On some level, everyone knows there is a problem. In recent posts, I have detailed the many concerning things about our current state of technology. I have outlined the creepy spiritual risks. I have spoken of the dehumanizing elements. I have written about the ways that government and the powers of this world can abuse it. And I have spoken of how it is pushing us to darker and darker places. And many recognize these risks - especially those that know it well.
Technology - particularly that seen in AI, devices such as cell phones and lap tops, and in their interactions with every facet of the modern American life - is a threat.
And yet, despite our reservations, we couldn’t be moving faster towards more adoption, more usage, and further development. Whether we ever reach “singularity” or not is beside the point. Far from slowing down, technology appears to be speeding up.
Why is this? Why do we simultaneously adopt what we also fear?
French philosopher and sociologist, Jacques Ellul, in, “The Technological Society” argues that we do so because we have no choice. Human beings adopt “technique” because we have to. Something about tech is like a virus that works within humans and is adopted in the same way a virus is. We realize it makes something work better, faster, and easier and so we adopt almost without thought. And on some level, reservations and stated concerns aside, we all like technology. We like the convenience and the dopamine hits. It is one thing to be intellectually concerned, but we gravitate to something based on our love for it not based on our intellectual assessment of it.
Can it be stopped then?
It is important to note that much of the talk in tech about “inevitability” was language crafted by giant corporations such as Google and Facebook in order to combat public concerns about their growing database of privacy destroying information. [1] And it is also worth noting that futurists who talk about the inevitability of this or that technology have a terrible track record.
And the truth is that tech is unsustainable. Either it ends humanity, or we end it first. Between AI weapons, brain chips, nuclear weapons, bioweapons, and the way that tech tends to reduce human fertility there are too many existential risks to humanity to continue down the path that we are going down. At some point in time, we already cannot control the golem that we are building. He is getting stronger and more threatening with every day we let him grow. Humanity and technology are in many ways opposed in the same way that a virus and the human body are opposed. So, if Ellul is right, tech will be the end of humanity, eventually. And this is precisely what Ellul thinks we are heading for. But by ending humanity tech itself will end.
But I think Ellul is wrong. We are not robots forced to adopt “technique.” We have freedom to choose. We have freedom to decide. We are able to not adopt something even if it makes us feel good.
And we have to. We have to find a way to roll it back.

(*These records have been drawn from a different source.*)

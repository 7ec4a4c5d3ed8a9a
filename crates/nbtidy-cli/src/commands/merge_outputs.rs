use std::error::Error;

use clap::Args;
use nbtidy_core::merge_outputs;

use crate::notebook::NotebookArgs;

#[derive(Args, Debug)]
pub struct MergeOutputsArgs {
    #[command(flatten)]
    pub notebook: NotebookArgs,
}

pub fn run(args: &MergeOutputsArgs) -> Result<(), Box<dyn Error>> {
    let target = args.notebook.output_target()?;
    let mut loaded = args.notebook.load()?;
    let report = merge_outputs(&mut loaded.document);
    tracing::debug!(merged = report.merged, "merged stream outputs");
    args.notebook
        .write(&loaded.document, &loaded.style, target.as_deref())?;
    Ok(())
}
use serde_json::{Map, Number, Value};

use crate::errors::{ErrorInfo, NbError};

/// Parameter name to value mapping passed to the execution engine, in the
/// order the parameters were given.
pub type Parameters = Map<String, Value>;

/// Resolves a textual parameter value the way the engine's CLI does:
/// `True`/`False`/`None`, then integers, then finite floats, else a string.
pub fn resolve_value(raw: &str) -> Value {
    match raw {
        "True" => return Value::Bool(true),
        "False" => return Value::Bool(false),
        "None" => return Value::Null,
        _ => {}
    }
    if let Ok(int) = raw.parse::<i64>() {
        return Value::from(int);
    }
    if let Some(number) = raw.parse::<f64>().ok().and_then(Number::from_f64) {
        return Value::Number(number);
    }
    Value::String(raw.to_string())
}

/// Parses one `<name>=<value>` string.
pub fn parse_parameter(pair: &str) -> Result<(String, Value), NbError> {
    let Some((name, raw)) = pair.split_once('=') else {
        return Err(NbError::Usage(
            ErrorInfo::new(
                "nbtidy.param_format",
                format!("unrecognized parameter string: {pair}"),
            )
            .with_hint("pass parameters as <name>=<value>"),
        ));
    };
    Ok((name.to_string(), resolve_value(raw)))
}

/// Parses a list of `<name>=<value>` strings; later duplicates win.
pub fn parse_parameters<S: AsRef<str>>(pairs: &[S]) -> Result<Parameters, NbError> {
    let mut params = Parameters::new();
    for pair in pairs {
        let (name, value) = parse_parameter(pair.as_ref())?;
        params.insert(name, value);
    }
    Ok(params)
}

/// Renders a resolved value back to the text form the engine's CLI accepts.
pub fn render_value(value: &Value) -> String {
    match value {
        Value::Bool(true) => "True".to_string(),
        Value::Bool(false) => "False".to_string(),
        Value::Null => "None".to_string(),
        Value::String(text) => text.clone(),
        other => other.to_string(),
    }
}
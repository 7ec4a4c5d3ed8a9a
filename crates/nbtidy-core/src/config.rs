use std::fs;
use std::path::Path;

use serde::{Deserialize, Serialize};

use crate::align::MarkerTags;
use crate::errors::{io_error, serde_error, NbError};

/// YAML-configurable settings for a processing run.
#[derive(Debug, Clone, Default, PartialEq, Eq, Serialize, Deserialize)]
pub struct Config {
    /// Additional tags marking engine-inserted cells (added to the defaults).
    #[serde(default)]
    pub marker_tags: Vec<String>,
    /// What to do when alignment fails and the engine itself succeeded.
    #[serde(default)]
    pub alignment: AlignmentPolicy,
    /// External execution engine invocation.
    #[serde(default)]
    pub engine: EngineConfig,
}

impl Config {
    /// Loads a configuration file.
    pub fn load(path: &Path) -> Result<Self, NbError> {
        let contents = fs::read_to_string(path).map_err(|err| io_error("nbtidy.config_read", err))?;
        Self::from_yaml_str(&contents)
    }

    /// Parses a configuration from YAML text.
    pub fn from_yaml_str(contents: &str) -> Result<Self, NbError> {
        serde_yaml::from_str(contents).map_err(|err| serde_error("nbtidy.config_parse", err))
    }

    /// Default marker tags plus the configured extras.
    pub fn marker_set(&self) -> MarkerTags {
        MarkerTags::default().extend(self.marker_tags.iter().cloned())
    }
}

/// Behaviour when cells cannot be aligned and no execution failure is pending.
#[derive(Debug, Clone, Copy, Default, PartialEq, Eq, Serialize, Deserialize)]
#[serde(rename_all = "kebab-case")]
pub enum AlignmentPolicy {
    /// Return the best-effort document together with the alignment error.
    #[default]
    Defer,
    /// Return the alignment error alone; no document is produced.
    Abort,
}

/// Program used to execute notebooks.
#[derive(Debug, Clone, PartialEq, Eq, Serialize, Deserialize)]
pub struct EngineConfig {
    /// Executable name or path.
    #[serde(default = "default_program")]
    pub program: String,
    /// Extra arguments placed before the input and output paths.
    #[serde(default)]
    pub args: Vec<String>,
}

fn default_program() -> String {
    "papermill".to_string()
}

impl Default for EngineConfig {
    fn default() -> Self {
        Self {
            program: default_program(),
            args: Vec::new(),
        }
    }
}
use std::error::Error;

use clap::Args;
use nbtidy_core::renumber;

use crate::notebook::NotebookArgs;

#[derive(Args, Debug)]
pub struct RenumberArgs {
    #[command(flatten)]
    pub notebook: NotebookArgs,
    /// Don't print the rewritten counts to stderr.
    #[arg(short, long)]
    pub quiet: bool,
}

pub fn run(args: &RenumberArgs) -> Result<(), Box<dyn Error>> {
    let target = args.notebook.output_target()?;
    let mut loaded = args.notebook.load()?;
    let changes = renumber(&mut loaded.document);
    if !args.quiet {
        for change in &changes {
            eprintln!("{change}");
        }
    }
    args.notebook
        .write(&loaded.document, &loaded.style, target.as_deref())?;
    Ok(())
}
//! Alignment of pre-execution cells against post-execution cells.
//!
//! The execution engine may splice cells into the notebook (an
//! "injected-parameters" cell after the parameters cell, an error banner
//! before a failing cell) and adds an empty `tags` array to every cell. The
//! [`CellAligner`] walks both sequences with independent cursors, skips the
//! spliced cells, checks that paired cells still hold the same source and
//! strips the empty `tags` arrays whose pre-execution cell had none.

use std::collections::BTreeSet;

use serde::{Deserialize, Serialize};
use serde_json::Value;

use crate::errors::{serde_error, ErrorInfo, NbError};
use crate::model::Cell;

/// Tags the execution engine puts on cells it inserts.
pub const DEFAULT_MARKER_TAGS: [&str; 2] = ["papermill-error-cell-tag", "injected-parameters"];

/// Closed set of tags identifying engine-inserted cells.
#[derive(Debug, Clone, PartialEq, Eq, Serialize, Deserialize)]
#[serde(transparent)]
pub struct MarkerTags(BTreeSet<String>);

impl Default for MarkerTags {
    fn default() -> Self {
        Self::new(DEFAULT_MARKER_TAGS)
    }
}

impl MarkerTags {
    /// Builds a marker set from exactly the given tags.
    pub fn new<I, S>(tags: I) -> Self
    where
        I: IntoIterator<Item = S>,
        S: Into<String>,
    {
        Self(tags.into_iter().map(Into::into).collect())
    }

    /// Adds further tags to the set.
    pub fn extend<I, S>(mut self, tags: I) -> Self
    where
        I: IntoIterator<Item = S>,
        S: Into<String>,
    {
        self.0.extend(tags.into_iter().map(Into::into));
        self
    }

    /// Returns true if `tag` is a marker.
    pub fn contains(&self, tag: &str) -> bool {
        self.0.contains(tag)
    }

    /// Iterates over the markers in sorted order.
    pub fn iter(&self) -> impl Iterator<Item = &str> {
        self.0.iter().map(String::as_str)
    }

    /// Returns true if any of the cell's tags is a marker.
    pub fn marks(&self, cell: &Cell) -> bool {
        cell.tags().into_iter().any(|tag| self.contains(tag))
    }

    /// Returns true if the cell's tags are exactly one marker.
    pub fn is_marker_cell(&self, cell: &Cell) -> bool {
        match cell.tags_value() {
            Some(Value::Array(tags)) => {
                tags.len() == 1 && tags[0].as_str().is_some_and(|tag| self.contains(tag))
            }
            _ => false,
        }
    }
}

/// Position of a [`CellAligner`] in its walk.
#[derive(Debug, Clone, Copy, PartialEq, Eq, Serialize, Deserialize)]
pub enum AlignState {
    /// Nothing consumed yet.
    Start,
    /// Pairing pre-execution cells with post-execution cells.
    WalkPre,
    /// All pre-execution cells consumed; checking leftover post cells.
    VerifyTrailing,
    /// Every post-execution cell is accounted for.
    Done,
    /// The walk stopped on an alignment error.
    Failed,
}

/// Correspondence established by a successful walk.
#[derive(Debug, Clone, Default, PartialEq, Eq, Serialize, Deserialize)]
pub struct Alignment {
    /// `(pre index, post index)` pairs.
    pub pairs: Vec<(usize, usize)>,
    /// Post indices of skipped engine-inserted cells.
    pub skipped: Vec<usize>,
    /// Post indices whose spurious empty `tags` were removed.
    pub repaired: Vec<usize>,
}

/// Two-cursor walker over pre- and post-execution cells.
#[derive(Debug)]
pub struct CellAligner<'a> {
    pre: &'a [Cell],
    post: &'a mut [Cell],
    markers: &'a MarkerTags,
    pre_idx: usize,
    post_idx: usize,
    state: AlignState,
    alignment: Alignment,
}

impl<'a> CellAligner<'a> {
    /// Creates a walker positioned before the first cell of each sequence.
    pub fn new(pre: &'a [Cell], post: &'a mut [Cell], markers: &'a MarkerTags) -> Self {
        Self {
            pre,
            post,
            markers,
            pre_idx: 0,
            post_idx: 0,
            state: AlignState::Start,
            alignment: Alignment::default(),
        }
    }

    /// Current state.
    pub fn state(&self) -> AlignState {
        self.state
    }

    /// Current `(pre, post)` cursor positions.
    pub fn cursors(&self) -> (usize, usize) {
        (self.pre_idx, self.post_idx)
    }

    /// Correspondence recorded so far.
    pub fn alignment(&self) -> &Alignment {
        &self.alignment
    }

    /// Advances the post cursor past engine-inserted cells and returns how
    /// many were skipped.
    pub fn skip_injected(&mut self) -> usize {
        let start = self.post_idx;
        while let Some(cell) = self.post.get(self.post_idx) {
            if !self.markers.marks(cell) {
                break;
            }
            tracing::debug!(post_index = self.post_idx, "skipping engine-inserted cell");
            self.alignment.skipped.push(self.post_idx);
            self.post_idx += 1;
        }
        self.post_idx - start
    }

    /// Performs one transition of the walk.
    ///
    /// `Done` and `Failed` are absorbing. An error moves the walker to
    /// `Failed` and is returned once.
    pub fn step(&mut self) -> Result<AlignState, NbError> {
        let next = match self.state {
            AlignState::Start => Ok(AlignState::WalkPre),
            AlignState::WalkPre => self.walk_one(),
            AlignState::VerifyTrailing => self.verify_trailing(),
            AlignState::Done | AlignState::Failed => return Ok(self.state),
        };
        match next {
            Ok(state) => {
                self.state = state;
                Ok(state)
            }
            Err(err) => {
                self.state = AlignState::Failed;
                Err(err)
            }
        }
    }

    /// Runs the walk to completion.
    pub fn run(mut self) -> Result<Alignment, NbError> {
        while self.step()? != AlignState::Done {}
        Ok(self.alignment)
    }

    fn walk_one(&mut self) -> Result<AlignState, NbError> {
        let pre_cells = self.pre;
        let Some(pre) = pre_cells.get(self.pre_idx) else {
            return Ok(AlignState::VerifyTrailing);
        };
        if self.markers.is_marker_cell(pre) {
            let post = self.current_post()?;
            if pre.tags_value() != post.tags_value() {
                return Err(NbError::Alignment(
                    ErrorInfo::new(
                        "nbtidy.align.marker_tags",
                        format!(
                            "cell {}: tags {} != {}",
                            self.pre_idx,
                            render(pre.tags_value()),
                            render(post.tags_value())
                        ),
                    )
                    .with_context("pre_index", self.pre_idx.to_string())
                    .with_context("post_index", self.post_idx.to_string()),
                ));
            }
        } else {
            self.skip_injected();
            let (pre_idx, post_idx) = (self.pre_idx, self.post_idx);
            let post = self.current_post_mut()?;
            if !pre.source.same_text(&post.source) {
                let pre_source = format!("{:?}", pre.source.joined());
                let post_source = format!("{:?}", post.source.joined());
                return Err(NbError::Alignment(
                    ErrorInfo::new(
                        "nbtidy.align.source_mismatch",
                        format!("cell {pre_idx}: source {pre_source} != {post_source}"),
                    )
                    .with_context("pre_index", pre_idx.to_string())
                    .with_context("post_index", post_idx.to_string())
                    .with_context("pre_source", pre_source)
                    .with_context("post_source", post_source),
                ));
            }
            if !pre.has_tags_key() && post.has_empty_tags() {
                post.remove_tags();
                self.alignment.repaired.push(post_idx);
            }
        }
        self.alignment.pairs.push((self.pre_idx, self.post_idx));
        self.pre_idx += 1;
        self.post_idx += 1;
        Ok(AlignState::WalkPre)
    }

    fn verify_trailing(&mut self) -> Result<AlignState, NbError> {
        self.skip_injected();
        if self.post_idx == self.post.len() {
            return Ok(AlignState::Done);
        }
        let excess = &self.post[self.post_idx..];
        let body = serde_json::to_string(excess)
            .map_err(|err| serde_error("nbtidy.align.extra_cells", err))?;
        Err(NbError::Alignment(
            ErrorInfo::new(
                "nbtidy.align.extra_cells",
                format!(
                    "post-execution document has {} extra cell(s): {}",
                    excess.len(),
                    body
                ),
            )
            .with_context("extra", excess.len().to_string())
            .with_context("post_index", self.post_idx.to_string()),
        ))
    }

    fn current_post(&self) -> Result<&Cell, NbError> {
        self.post.get(self.post_idx).ok_or_else(|| self.exhausted())
    }

    fn current_post_mut(&mut self) -> Result<&mut Cell, NbError> {
        if self.post_idx >= self.post.len() {
            return Err(self.exhausted());
        }
        Ok(&mut self.post[self.post_idx])
    }

    fn exhausted(&self) -> NbError {
        NbError::Alignment(
            ErrorInfo::new(
                "nbtidy.align.post_exhausted",
                format!(
                    "cell {}: post-execution document ran out of cells ({} available)",
                    self.pre_idx,
                    self.post.len()
                ),
            )
            .with_context("pre_index", self.pre_idx.to_string()),
        )
    }
}

fn render(tags: Option<&Value>) -> String {
    match tags {
        Some(value) => value.to_string(),
        None => "None".to_string(),
    }
}

/// Aligns `post` against `pre`, removing spurious empty `tags` from `post`.
///
/// Repairs made before a failure are kept in `post`.
pub fn reconcile_cells(
    pre: &[Cell],
    post: &mut [Cell],
    markers: &MarkerTags,
) -> Result<Alignment, NbError> {
    CellAligner::new(pre, post, markers).run()
}
//! Structured error types shared across nbtidy crates.

use std::collections::BTreeMap;
use std::fmt::{self, Display};

use serde::{Deserialize, Serialize};
use thiserror::Error;

/// Structured payload attached to every [`NbError`] variant.
#[derive(Debug, Clone, PartialEq, Eq, Serialize, Deserialize)]
pub struct ErrorInfo {
    /// Stable machine readable error code.
    pub code: String,
    /// Human readable diagnostic message.
    pub message: String,
    /// Contextual key value pairs (cell indices, paths, counts, etc.).
    #[serde(default)]
    pub context: BTreeMap<String, String>,
    /// Optional hint that may help the caller resolve the issue.
    #[serde(skip_serializing_if = "Option::is_none")]
    pub hint: Option<String>,
}

impl ErrorInfo {
    /// Creates a new error payload with the provided code and message.
    pub fn new(code: impl Into<String>, message: impl Into<String>) -> Self {
        Self {
            code: code.into(),
            message: message.into(),
            context: BTreeMap::new(),
            hint: None,
        }
    }

    /// Adds a context entry to the payload.
    pub fn with_context(mut self, key: impl Into<String>, value: impl Into<String>) -> Self {
        self.context.insert(key.into(), value.into());
        self
    }

    /// Sets a human readable hint for remediation.
    pub fn with_hint(mut self, hint: impl Into<String>) -> Self {
        self.hint = Some(hint.into());
        self
    }
}

impl Display for ErrorInfo {
    fn fmt(&self, f: &mut fmt::Formatter<'_>) -> fmt::Result {
        write!(f, "{} (code: {})", self.message, self.code)?;
        if !self.context.is_empty() {
            write!(f, " | context: [")?;
            for (idx, (key, value)) in self.context.iter().enumerate() {
                if idx > 0 {
                    write!(f, ", ")?;
                }
                write!(f, "{key}={value}")?;
            }
            write!(f, "]")?;
        }
        if let Some(hint) = &self.hint {
            write!(f, " | hint: {hint}")?;
        }
        Ok(())
    }
}

/// Canonical error type for notebook processing.
#[derive(Debug, Clone, PartialEq, Eq, Serialize, Deserialize, Error)]
#[serde(tag = "family", content = "detail")]
pub enum NbError {
    /// The document is missing required structure or is not valid JSON.
    #[error("malformed document: {0}")]
    Malformed(ErrorInfo),
    /// The execution engine did not run the notebook to completion.
    #[error("execution failed: {0}")]
    Execution(ErrorInfo),
    /// Pre- and post-execution cells could not be matched.
    #[error("alignment failed: {0}")]
    Alignment(ErrorInfo),
    /// File, pipe or process I/O errors.
    #[error("io error: {0}")]
    Io(ErrorInfo),
    /// Serialization and configuration parsing errors.
    #[error("serde error: {0}")]
    Serde(ErrorInfo),
    /// Invalid arguments supplied by the caller.
    #[error("usage error: {0}")]
    Usage(ErrorInfo),
}

impl NbError {
    /// Returns a reference to the payload describing the error.
    pub fn info(&self) -> &ErrorInfo {
        match self {
            NbError::Malformed(info)
            | NbError::Execution(info)
            | NbError::Alignment(info)
            | NbError::Io(info)
            | NbError::Serde(info)
            | NbError::Usage(info) => info,
        }
    }
}

pub(crate) fn serde_error(code: &str, err: impl ToString) -> NbError {
    NbError::Serde(ErrorInfo::new(code, err.to_string()))
}

pub(crate) fn io_error(code: &str, err: impl ToString) -> NbError {
    NbError::Io(ErrorInfo::new(code, err.to_string()))
}

/// Failure surfaced at the end of a pipeline run.
///
/// The primary error is the one the caller should act on. When the engine
/// failed and alignment failed as well, the alignment error rides along as
/// the secondary cause and is reachable through [`std::error::Error::source`].
#[derive(Debug, Clone, PartialEq, Eq, Serialize, Deserialize, Error)]
#[error("{primary}")]
pub struct RunFailure {
    /// Error reported to the caller.
    pub primary: NbError,
    /// Error observed after the primary one, if any.
    #[source]
    #[serde(default, skip_serializing_if = "Option::is_none")]
    pub secondary: Option<Box<NbError>>,
}

impl RunFailure {
    /// Wraps a single error with no secondary cause.
    pub fn new(primary: NbError) -> Self {
        Self {
            primary,
            secondary: None,
        }
    }

    /// Records `later` behind the current primary error.
    ///
    /// An existing secondary cause is kept; only the first follow-up error is
    /// retained.
    pub fn attach(mut self, later: NbError) -> Self {
        if self.secondary.is_none() {
            self.secondary = Some(Box::new(later));
        }
        self
    }

    /// Folds `later` into an optional pending failure.
    pub fn combine(pending: Option<RunFailure>, later: NbError) -> RunFailure {
        match pending {
            Some(failure) => failure.attach(later),
            None => RunFailure::new(later),
        }
    }
}

impl From<NbError> for RunFailure {
    fn from(err: NbError) -> Self {
        RunFailure::new(err)
    }
}
use serde::{Deserialize, Serialize};
use serde_json::Value;

use crate::model::{Cell, Document, TAGS_KEY};

/// Cell metadata keys written by the execution engine.
pub const CELL_BOOKKEEPING_KEYS: [&str; 3] = ["papermill", "execution", "widgets"];

/// Document metadata key written by the execution engine.
pub const DOCUMENT_BOOKKEEPING_KEY: &str = "papermill";

/// Controls identifier and tag handling while cleaning.
#[derive(Debug, Clone, Copy, Default, PartialEq, Eq, Serialize, Deserialize)]
pub struct CleanOptions {
    /// Keep cell `id` fields.
    #[serde(default)]
    pub keep_ids: bool,
    /// `Some(true)` forces a `tags` key on every cell, `Some(false)` drops
    /// empty `tags`, `None` leaves tags to the alignment step.
    #[serde(default)]
    pub keep_tags: Option<bool>,
}

impl CleanOptions {
    /// Options used by the standalone `clean` command: drop ids and empty tags.
    pub fn strict() -> Self {
        Self {
            keep_ids: false,
            keep_tags: Some(false),
        }
    }
}

/// Removes engine bookkeeping from a single cell.
pub fn clean_cell(cell: &mut Cell, opts: &CleanOptions) {
    if !opts.keep_ids {
        cell.id = None;
    }
    let Some(metadata) = cell.metadata.as_mut() else {
        return;
    };
    for key in CELL_BOOKKEEPING_KEYS {
        metadata.remove(key);
    }
    match opts.keep_tags {
        Some(true) => {
            metadata
                .entry(TAGS_KEY)
                .or_insert_with(|| Value::Array(Vec::new()));
        }
        Some(false) => {
            if matches!(metadata.get(TAGS_KEY), Some(Value::Array(tags)) if tags.is_empty()) {
                metadata.remove(TAGS_KEY);
            }
        }
        None => {}
    }
}

/// Removes engine bookkeeping from every cell and from the document metadata.
pub fn clean_document(doc: &mut Document, opts: &CleanOptions) {
    for cell in &mut doc.cells {
        clean_cell(cell, opts);
    }
    doc.metadata.remove(DOCUMENT_BOOKKEEPING_KEY);
}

But what do we do? It would be easy to say that everyone should throw out their laptop and their cell phones and go live in the woods. But exactly zero would do it. So, what is the path forward? How can we prove Ellul wrong? What possible steps can we take to slow if not turn around the creeping dangers of technology on our lives?
If we look at the history of technology and we look at how certain things that seemed inevitable were slowed, stopped or turned around, we see there are some simple things that humanity can do and when done well, tech will slow and maybe reverse.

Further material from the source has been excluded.